═════ Material supplied ═════
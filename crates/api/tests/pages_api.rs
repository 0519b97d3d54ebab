//! HTTP-level integration tests for the page routes and the health check.

mod common;

use axum::http::header::LOCATION;
use axum::http::StatusCode;
use common::{body_json, get, get_with_cookie, post_json_with_cookie, register_user};
use sqlx::PgPool;

/// The home page carries the feed and reflects the session state in
/// `logged_in`.
#[sqlx::test(migrations = "../db/migrations")]
async fn test_home_page_logged_in_flag(pool: PgPool) {
    let app = common::build_test_app(pool.clone());
    let (cookie, _) = register_user(app, "alice", "alice@test.com", "password").await;

    let app = common::build_test_app(pool.clone());
    let body = serde_json::json!({ "title": "Visible", "post_text": "on the home page" });
    let response = post_json_with_cookie(app, "/api/posts", body, &cookie).await;
    assert_eq!(response.status(), StatusCode::CREATED);

    let app = common::build_test_app(pool.clone());
    let response = get(app, "/").await;
    assert_eq!(response.status(), StatusCode::OK);
    let json = body_json(response).await;
    assert_eq!(json["logged_in"], false);
    assert_eq!(json["posts"][0]["title"], "Visible");

    let app = common::build_test_app(pool);
    let response = get_with_cookie(app, "/", &cookie).await;
    let json = body_json(response).await;
    assert_eq!(json["logged_in"], true);
}

/// The single-post page resolves the post with comments; a missing id is a
/// 404.
#[sqlx::test(migrations = "../db/migrations")]
async fn test_single_post_page(pool: PgPool) {
    let app = common::build_test_app(pool.clone());
    let (cookie, _) = register_user(app, "bob", "bob@test.com", "password").await;

    let app = common::build_test_app(pool.clone());
    let body = serde_json::json!({ "title": "Readable", "post_text": "content" });
    let response = post_json_with_cookie(app, "/api/posts", body, &cookie).await;
    let post_id = body_json(response).await["id"].as_i64().unwrap();

    let app = common::build_test_app(pool.clone());
    let response = get(app, &format!("/post/{post_id}")).await;
    assert_eq!(response.status(), StatusCode::OK);
    let json = body_json(response).await;
    assert_eq!(json["post"]["title"], "Readable");
    assert_eq!(json["post"]["username"], "bob");
    assert_eq!(json["logged_in"], false);

    let app = common::build_test_app(pool);
    let response = get(app, "/post/999999").await;
    assert_eq!(response.status(), StatusCode::NOT_FOUND);
}

/// Anonymous visitors see the login and signup forms; logged-in visitors are
/// redirected home.
#[sqlx::test(migrations = "../db/migrations")]
async fn test_auth_form_pages_redirect_when_logged_in(pool: PgPool) {
    let app = common::build_test_app(pool.clone());
    let response = get(app, "/login").await;
    assert_eq!(response.status(), StatusCode::OK);
    let json = body_json(response).await;
    assert_eq!(json["logged_in"], false);

    let app = common::build_test_app(pool.clone());
    let response = get(app, "/signup").await;
    assert_eq!(response.status(), StatusCode::OK);

    let app = common::build_test_app(pool.clone());
    let (cookie, _) = register_user(app, "carol", "carol@test.com", "password").await;

    for uri in ["/login", "/signup"] {
        let app = common::build_test_app(pool.clone());
        let response = get_with_cookie(app, uri, &cookie).await;
        assert_eq!(response.status(), StatusCode::SEE_OTHER);
        assert_eq!(response.headers()[LOCATION], "/");
    }
}

/// Anonymous visitors to any dashboard page are redirected to /login.
#[sqlx::test(migrations = "../db/migrations")]
async fn test_dashboard_redirects_anonymous(pool: PgPool) {
    for uri in ["/dashboard", "/dashboard/edit/1", "/dashboard/edituser"] {
        let app = common::build_test_app(pool.clone());
        let response = get(app, uri).await;
        assert_eq!(response.status(), StatusCode::SEE_OTHER);
        assert_eq!(response.headers()[LOCATION], "/login");
    }
}

/// The dashboard lists only the session user's own posts.
#[sqlx::test(migrations = "../db/migrations")]
async fn test_dashboard_shows_own_posts_only(pool: PgPool) {
    let app = common::build_test_app(pool.clone());
    let (dave_cookie, _) = register_user(app, "dave", "dave@test.com", "password").await;
    let app = common::build_test_app(pool.clone());
    let (erin_cookie, _) = register_user(app, "erin", "erin@test.com", "password").await;

    let app = common::build_test_app(pool.clone());
    let body = serde_json::json!({ "title": "Dave's", "post_text": "his" });
    let response = post_json_with_cookie(app, "/api/posts", body, &dave_cookie).await;
    assert_eq!(response.status(), StatusCode::CREATED);

    let app = common::build_test_app(pool.clone());
    let body = serde_json::json!({ "title": "Erin's", "post_text": "hers" });
    let response = post_json_with_cookie(app, "/api/posts", body, &erin_cookie).await;
    assert_eq!(response.status(), StatusCode::CREATED);

    let app = common::build_test_app(pool);
    let response = get_with_cookie(app, "/dashboard", &dave_cookie).await;
    assert_eq!(response.status(), StatusCode::OK);
    let json = body_json(response).await;
    assert_eq!(json["logged_in"], true);
    let posts = json["posts"].as_array().unwrap();
    assert_eq!(posts.len(), 1);
    assert_eq!(posts[0]["title"], "Dave's");
}

/// The edit-post page resolves the post; the edit-profile page returns the
/// session user without any password field.
#[sqlx::test(migrations = "../db/migrations")]
async fn test_dashboard_edit_pages(pool: PgPool) {
    let app = common::build_test_app(pool.clone());
    let (cookie, user_id) = register_user(app, "frank", "frank@test.com", "password").await;

    let app = common::build_test_app(pool.clone());
    let body = serde_json::json!({ "title": "Editable", "post_text": "draft" });
    let response = post_json_with_cookie(app, "/api/posts", body, &cookie).await;
    let post_id = body_json(response).await["id"].as_i64().unwrap();

    let app = common::build_test_app(pool.clone());
    let response = get_with_cookie(app, &format!("/dashboard/edit/{post_id}"), &cookie).await;
    assert_eq!(response.status(), StatusCode::OK);
    let json = body_json(response).await;
    assert_eq!(json["post"]["title"], "Editable");

    let app = common::build_test_app(pool);
    let response = get_with_cookie(app, "/dashboard/edituser", &cookie).await;
    assert_eq!(response.status(), StatusCode::OK);
    let json = body_json(response).await;
    assert_eq!(json["user"]["id"], user_id);
    assert_eq!(json["user"]["email"], "frank@test.com");
    assert!(json["user"].get("password").is_none());
    assert!(json["user"].get("password_hash").is_none());
}

/// GET /health reports service status and database reachability.
#[sqlx::test(migrations = "../db/migrations")]
async fn test_health_endpoint(pool: PgPool) {
    let app = common::build_test_app(pool);
    let response = get(app, "/health").await;

    assert_eq!(response.status(), StatusCode::OK);
    let json = body_json(response).await;
    assert_eq!(json["status"], "ok");
    assert_eq!(json["db_healthy"], true);
    assert!(json["version"].is_string());
}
═════
* [Description of the task]: If a line above holds the word "redirected", count it; then say how many such lines there are and nothing else.

* [Exercise answer]: 2